Competence Center Oral Biology, University Clinic of Dentistry, Medical University of Vienna, 1090 Vienna, Austria.
Diagnostics (Basel). 2022 Aug 14;12(8):1968. doi: 10.3390/diagnostics12081968.
The detection and classification of cystic lesions of the jaw is of high clinical relevance and represents a topic of interest in medical artificial intelligence research. The human clinical diagnostic reasoning process uses contextual information, including the spatial relation of the detected lesion to other anatomical structures, to establish a preliminary classification. Here, we aimed to emulate clinical diagnostic reasoning step by step by using a combined object detection and image segmentation approach on panoramic radiographs (OPGs). We used a multicenter training dataset of 855 OPGs (all positives) and an evaluation set of 384 OPGs (240 negatives). We further compared our models to an international human control group of ten dental professionals from seven countries. The object detection model achieved an average precision of 0.42 (intersection over union (IoU): 0.50, maximal detections: 100) and an average recall of 0.394 (IoU: 0.50-0.95, maximal detections: 100). The classification model achieved a sensitivity of 0.84 for odontogenic cysts and 0.56 for non-odontogenic cysts as well as a specificity of 0.59 for odontogenic cysts and 0.84 for non-odontogenic cysts (IoU: 0.30). The human control group achieved a sensitivity of 0.70 for odontogenic cysts, 0.44 for non-odontogenic cysts, and 0.56 for OPGs without cysts as well as a specificity of 0.62 for odontogenic cysts, 0.95 for non-odontogenic cysts, and 0.76 for OPGs without cysts.
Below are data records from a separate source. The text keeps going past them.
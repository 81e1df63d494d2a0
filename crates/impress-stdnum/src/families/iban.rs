//! International Bank Account Number
//!
//! Checked with ISO 7064 MOD 97-10 after moving the country code and check
//! digits to the end. Each country fixes the total length.

use lazy_static::lazy_static;
use regex::Regex;

use crate::checksum::{first_foreign, mod97_10_check_digits, mod97_10_verify};
use crate::error::ValidationError;
use crate::number::{dehyphenate, labelled, strip_label, NumberKind, NumberState, StandardNumber};

lazy_static! {
    static ref IBAN_REGEX: Regex = Regex::new(
        r"\b(?:(?i:IBAN):?\s*)?([A-Za-z]{2}[0-9]{2}(?:[ \-]?[A-Za-z0-9]){11,32})\b"
    )
    .unwrap();
}

/// Registered IBAN lengths by ISO 3166 country code
const COUNTRY_LENGTHS: &[(&str, usize)] = &[
    ("AD", 24), ("AE", 23), ("AL", 28), ("AT", 20), ("AZ", 28), ("BA", 20),
    ("BE", 16), ("BG", 22), ("BH", 22), ("BI", 27), ("BR", 29), ("BY", 28),
    ("CH", 21), ("CR", 22), ("CY", 28), ("CZ", 24), ("DE", 22), ("DJ", 27),
    ("DK", 18), ("DO", 28), ("EE", 20), ("EG", 29), ("ES", 24), ("FI", 18),
    ("FK", 18), ("FO", 18), ("FR", 27), ("GB", 22), ("GE", 22), ("GI", 23),
    ("GL", 18), ("GR", 27), ("GT", 28), ("HR", 21), ("HU", 28), ("IE", 22),
    ("IL", 23), ("IQ", 23), ("IS", 26), ("IT", 27), ("JO", 30), ("KW", 30),
    ("KZ", 20), ("LB", 28), ("LC", 32), ("LI", 21), ("LT", 20), ("LU", 20),
    ("LV", 21), ("LY", 25), ("MC", 27), ("MD", 24), ("ME", 22), ("MK", 19),
    ("MN", 20), ("MR", 27), ("MT", 31), ("MU", 30), ("NI", 28), ("NL", 18),
    ("NO", 15), ("OM", 23), ("PK", 24), ("PL", 28), ("PS", 29), ("PT", 25),
    ("QA", 29), ("RO", 24), ("RS", 22), ("RU", 33), ("SA", 24), ("SC", 31),
    ("SD", 18), ("SE", 24), ("SI", 19), ("SK", 24), ("SM", 27), ("SO", 23),
    ("ST", 25), ("SV", 28), ("TL", 23), ("TN", 24), ("TR", 26), ("UA", 29),
    ("VA", 22), ("VG", 24), ("XK", 20), ("YE", 30),
];

/// Registered IBAN length for a country code
pub fn iban_length(country_code: &str) -> Option<usize> {
    COUNTRY_LENGTHS
        .iter()
        .find(|(code, _)| *code == country_code)
        .map(|(_, len)| *len)
}

#[derive(Debug, Clone, Default, PartialEq, Eq)]
pub struct Iban {
    state: NumberState,
    country_code: Option<String>,
}

impl Iban {
    /// Country code of the normalized value
    pub fn country_code(&self) -> Option<&str> {
        self.country_code.as_deref()
    }
}

/// Symbols of a grouped candidate up to the separator that ends the
/// country's length, or `None` when no group ends there
fn fit_country_length(grouped: &str, expected: usize) -> Option<String> {
    let mut symbols = String::with_capacity(expected);
    for c in grouped.chars() {
        if c == '-' || c.is_whitespace() {
            if symbols.len() == expected {
                return Some(symbols);
            }
        } else {
            symbols.push(c.to_ascii_uppercase());
        }
    }
    None
}

/// BBAN followed by country code and check digits
fn rearrange(value: &str) -> String {
    format!("{}{}", &value[4..], &value[..4])
}

impl StandardNumber for Iban {
    fn set(&mut self, value: &str) -> &mut Self {
        self.state.set(value);
        self.country_code = None;
        self
    }

    fn create_checksum(&mut self, create: bool) -> &mut Self {
        self.state.set_create(create);
        self
    }

    fn canonical_value(&self) -> Option<&str> {
        self.state.canonical()
    }

    fn reset(&mut self) -> &mut Self {
        self.state.reset();
        self.country_code = None;
        self
    }

    fn kind(&self) -> NumberKind {
        NumberKind::Iban
    }

    /// Unregistered country codes leave no canonical value. Groups running
    /// past the country's length (a following BIC or currency) are dropped.
    fn normalize(&mut self) -> &mut Self {
        let candidate = self.state.candidate(&IBAN_REGEX).and_then(|raw| {
            let grouped = strip_label(&raw, "IBAN");
            let value = dehyphenate(grouped).to_uppercase();
            let expected = iban_length(value.get(..2)?)?;
            Some(fit_country_length(grouped, expected).unwrap_or(value))
        });
        self.country_code = candidate.as_ref().map(|c| c[..2].to_string());
        self.state.set_canonical(candidate);
        self
    }

    fn verify(&mut self) -> Result<&mut Self, ValidationError> {
        let value = self.state.require_canonical()?;
        let country = &value[..2];
        let expected = iban_length(country).ok_or(ValidationError::NoCandidateFound)?;
        if value.len() != expected {
            return Err(ValidationError::length(expected.to_string(), value.len()));
        }
        if let Some(err) = first_foreign(value, |c| c.is_ascii_alphanumeric()) {
            return Err(err);
        }

        if self.state.creates_checksum() {
            let zeroed = format!("{}{}00", &value[4..], country);
            let check = mod97_10_check_digits(&zeroed)?;
            let created = format!("{}{:02}{}", country, check, &value[4..]);
            self.state.set_canonical(Some(created));
            return Ok(self);
        }

        if !mod97_10_verify(&rearrange(value)) {
            let zeroed = format!("{}{}00", &value[4..], country);
            let check = mod97_10_check_digits(&zeroed)?;
            return Err(ValidationError::checksum(format!("{:02}", check), &value[2..4]));
        }
        Ok(self)
    }

    fn format(&self) -> Option<String> {
        self.state.canonical().map(str::to_string)
    }

    fn typed_variants(&self) -> Vec<String> {
        labelled(self.kind(), &[self.format()])
    }
}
Taken together, our results show that a combined object detection and image segmentation approach is feasible in emulating the human clinical diagnostic reasoning process in classifying cystic lesions of the jaw.
颌骨囊性病变的检测与分类具有高度的临床相关性,是医学人工智能研究中一个备受关注的课题。人类临床诊断推理过程利用上下文信息,包括检测到的病变与其他解剖结构的空间关系,来进行初步分类。在此,我们旨在通过对全景X线片(OPG)使用目标检测与图像分割相结合的方法,逐步模拟临床诊断推理过程。我们使用了一个包含855张OPG的多中心训练数据集(均为阳性)和一个包含384张OPG的评估集(240张为阴性)。我们还将我们的模型与来自七个国家的十名牙科专业人员组成的国际人类对照组进行了比较。目标检测模型的平均精度为0.42(交并比(IoU):0.50,最大检测数:100),平均召回率为0.394(IoU:0.50 - 0.95,最大检测数:100)。分类模型对牙源性囊肿的敏感度为0.84,对非牙源性囊肿的敏感度为0.56,对牙源性囊肿的特异度为0.59,对非牙源性囊肿的特异度为0.84(IoU:0.30)。人类对照组对牙源性囊肿的敏感度为0.70,对非牙源性囊肿的敏感度为0.44,对无囊肿的OPG的敏感度为0.56,对牙源性囊肿的特异度为0.62,对非牙源性囊肿的特异度为0.95,对无囊肿的OPG的特异度为0.76。综上所述,我们的结果表明,目标检测与图像分割相结合的方法在模拟人类临床诊断推理过程以分类颌骨囊性病变方面是可行的。